El técnico del Everton ha sido muy claro en su respuesta sobre los jugadores que menos están contando con oportunidades. El Desmarque ha recogido las declaraciones de Sam Allardyce en las que el entrenador se muestra contundente: «No quiero aquí a nadie que no quiera estar. Pero siempre hay un precio que pagar y que el club lo acepte. No vamos a ser ’ingenuos’ y vamos a dejar marchar a gente por un valor de mercado menor al que le corresponde».
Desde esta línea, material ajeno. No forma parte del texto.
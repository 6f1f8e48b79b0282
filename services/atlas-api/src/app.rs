//! Router assembly.

use std::sync::Arc;

use axum::extract::Extension;
use axum::routing::get;
use axum::Router;
use tower_http::compression::CompressionLayer;
use tower_http::cors::CorsLayer;
use tower_http::trace::TraceLayer;

use crate::handlers;
use crate::state::AppState;

/// Build the service router with all routes and middleware layers.
pub fn build_router(state: Arc<AppState>) -> Router {
    Router::new()
        // OWS endpoint
        .route("/ows", get(handlers::ows_handler))
        .route("/ows/", get(handlers::ows_handler))
        // Monitoring
        .route("/health", get(handlers::health_handler))
        .route("/metrics", get(handlers::metrics_handler))
        // Layers
        .layer(Extension(state))
        .layer(TraceLayer::new_for_http())
        .layer(CompressionLayer::new())
        .layer(CorsLayer::permissive())
}
use std::fs;
use std::path::{Path, PathBuf};

use anyhow::{Context, Result};
use serde::{Deserialize, Serialize};

use crate::utils::default_config_path;

/// Default history file, relative to the working directory.
pub const DEFAULT_INPUT_FILE: &str = "category/history.md";
/// Default root for the per-category stub tree.
pub const DEFAULT_OUTPUT_DIR: &str = "split_questions_by_category";

/// Splitter configuration, optionally loaded from a `config.toml`.
#[derive(Debug, Clone, PartialEq, Eq, Serialize, Deserialize)]
#[serde(default)]
pub struct SplitterConfig {
    /// Markdown history file to read.
    pub input_file: PathBuf,
    /// Directory that receives one subdirectory per category.
    pub output_dir: PathBuf,
}

impl Default for SplitterConfig {
    fn default() -> Self {
        Self {
            input_file: PathBuf::from(DEFAULT_INPUT_FILE),
            output_dir: PathBuf::from(DEFAULT_OUTPUT_DIR),
        }
    }
}

impl SplitterConfig {
    /// Parse a config from TOML text; absent keys keep their defaults.
    pub fn from_toml_str(data: &str) -> Result<Self> {
        let cfg: SplitterConfig = toml::from_str(data).context("Failed to parse config TOML")?;
        Ok(cfg)
    }

    /// Load configuration.
    ///
    /// An explicit path must exist. Without one, the platform config file is
    /// used when present, otherwise built-in defaults.
    pub fn load(explicit: Option<&Path>) -> Result<Self> {
        let path = match explicit {
            Some(path) => path.to_path_buf(),
            None => match default_config_path() {
                Ok(path) if path.exists() => path,
                _ => {
                    tracing::debug!("no config file found, using defaults");
                    return Ok(Self::default());
                }
            },
        };

        let data = fs::read_to_string(&path)
            .with_context(|| format!("Failed to read config file: {}", path.display()))?;
        let cfg = Self::from_toml_str(&data)
            .with_context(|| format!("Invalid config file: {}", path.display()))?;
        tracing::debug!("loaded config from {}", path.display());
        Ok(cfg)
    }

    /// Apply command-line overrides on top of the loaded values.
    pub fn with_overrides(mut self, input_file: Option<PathBuf>, output_dir: Option<PathBuf>) -> Self {
        if let Some(input_file) = input_file {
            self.input_file = input_file;
        }
        if let Some(output_dir) = output_dir {
            self.output_dir = output_dir;
        }
        self
    }
}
Así, Big Sam habría abierto la puerta a varios jugadores que no pasan por sor un buen momento con la camiseta toffee y cuyas prestaciones estarían lejos de lo esperado, entre los que se encontraría Sandro Ramírez, con grandes opciones de recalar en el Valencia. Eso sí, el inglés tampoco descartó contar con ellos en un futuro hasta que en enero pueda llegar una decisión aceptada por ambas partes: «Si todos los jugadores son lo suficientemente honestos cuando hablen cara a cara conmigo me dirán si quieren quedarse o no. Quizás algunos quieren salir porque no han funcionado bien o porque no se han acoplado como pensaban. Pero, hasta entonces todos estos chicos tienen una oportunidad».